Do‐it‐yourself hints on decorating your home. Find out great tips like how to wallpaper behind radiators, strain paint using old tights and how to stencil on walls…
- Buying: when buying wallpaper, make sure all rolls have the same batch number. Always buy an extra roll of wallpaper. If you don’t use it, you can usually return it. Leftover wallpaper can be used to line drawers.
- Positioning: never stretch paper to follow a guideline. Always ease it off and reposition it. Use a plumb line (a string with a weight on one end held against a wall with the weight hanging down) to give a perfect vertical line.
- Pasting: Here are some essential tips for pasting wallpaper:
- Allowing the paste to soak into the paper before hanging helps to prevent bubbles.
- Pour any leftover paste into a screw‐top jar and keep it for sticking down any loose seams.
- To keep the paste bucket clean, line the bucket with a clean plastic bag secured with tape. When finished throw the bag away.
- Use your finger wrapped in a handkerchief to flatten wallpaper seams.
- If you do not have a trough, soak read‐pasted paper in the bath.
- A glue stick is very handy for gluing edges.
- Allow wallpaper at least 24 hours before replacing wall fittings.
- On stairways hang the longest length first
- Radiators: you don’t have to remove radiators to wallpaper behind it. Cut paper to align the back of the radiator and lower the paper allowing the cut to fall on either side of the bracket. Make a radiator roller with a broom handle wrapped in a clean rag.
- Protect: when decorating, wear an apron with big pockets; it’s very handy for carrying tools, etc. Wear a shower cap when painting ceilings to keep paint off your hair.
- Plan ahead: prepare surfaces before you begin painting – both the area to be protected from the mess and the area to be painted.
- Tricky corners: to smooth filler into edges and corners, use a wet finger.
- Straining paint: to get rid of skin or debris on an open tin of paint, strain it, using an old pair of tights stretched over a paint kettle or tin.

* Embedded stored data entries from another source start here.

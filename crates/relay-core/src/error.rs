//! Error types for the relay core.
//!
//! Most registry outcomes are not errors: a full registry is reported
//! by `try_reserve` returning `false`, and removing an absent client is
//! a no-op. Only genuine invariant violations surface here.

use thiserror::Error;

use crate::client_id::ClientId;

#[derive(Debug, Error, PartialEq, Eq)]
pub enum RegistryError {
    /// A client with this id is already registered.
    #[error("client {0} is already registered")]
    DuplicateId(ClientId),

    /// `add` was called without a prior successful `try_reserve`.
    #[error("no admission slot was reserved for client {0}")]
    NotReserved(ClientId),
}
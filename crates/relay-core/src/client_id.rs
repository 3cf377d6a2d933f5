//! Server-assigned client identifiers.

use std::fmt;
use std::str::FromStr;

use uuid::Uuid;

/// Identifier for an admitted client.
///
/// Always generated by the server (random v4 UUID, 122 bits of
/// entropy) and rendered as 32 lowercase hex characters without
/// dashes. Ids are never taken from the wire, so one client cannot
/// claim another's identity.
#[derive(Debug, Clone, Copy, PartialEq, Eq, Hash, PartialOrd, Ord)]
pub struct ClientId(Uuid);

impl ClientId {
    /// Generate a fresh, random id.
    pub fn generate() -> Self {
        ClientId(Uuid::new_v4())
    }
}

impl fmt::Display for ClientId {
    fn fmt(&self, f: &mut fmt::Formatter<'_>) -> fmt::Result {
        write!(f, "{}", self.0.simple())
    }
}

impl FromStr for ClientId {
    type Err = uuid::Error;

    /// Accepts the simple (32 hex) form as well as the hyphenated one.
    fn from_str(s: &str) -> Result<Self, Self::Err> {
        Uuid::parse_str(s).map(ClientId)
    }
}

- In one go: try to do a whole wall at once without a break.
- Paint: non‐drip emulsion is more expensive but saves time and mess. For short breaks when using emulsion, wrap the brush or roller in kitchen foil to prevent the paint from drying hard. Non‐drip gloss can be removed from a roller or brush with soapy water if you act quickly.
- New paint roller: prepare a new roller by soaking in soapy water for a few hours, to release odd bits of fibre. Rinse and dry before use.
- Brushes: soften stiff old brushes by boiling them in vinegar for a few minutes. Don’t use very old brushes; they’ll shed bristles into your paintwork.
- Overnight: to leave brushes overnight when using oil based paint, wipe off as much paint as possible, place the brush in a sealed plastic bag and lie it flat. When storing brushes, wrap them in kitchen paper and lay them flat.
- Paint check: to check whether gloss paint is dry, run your fingernail across it.
- Matt vs glossy: use a matt finish to disguise bumps and hollows – a shiny emulsion will highlight faults.
- Picture hooks: to prevent plaster from cracking when hammering in picture hooks, stick a piece of masking tape on first.
Add a personal touch and spruce up walls with stencils. You can make your own stencil or choose from thousands of readymade designs. Stencils can also be made to order and can be enlarged or reduced according to your needs.
How to stencil: mark out a square on your chosen surface with masking tape, then place the stencil, made of polyester film, in the square and fix it into position.
Paint over and then carefully remove the stencil.
Allow the area to dry.
Cleaning stencils: immerse the stencil in hot water and let it soak for a few minutes in a flat‐bottomed basin. Rub gently with a brush to remove the paint from the holes. Store your clean, dry stencil either flat, or rolled interleaved with paper if you have more than one, and it will be ready to use again.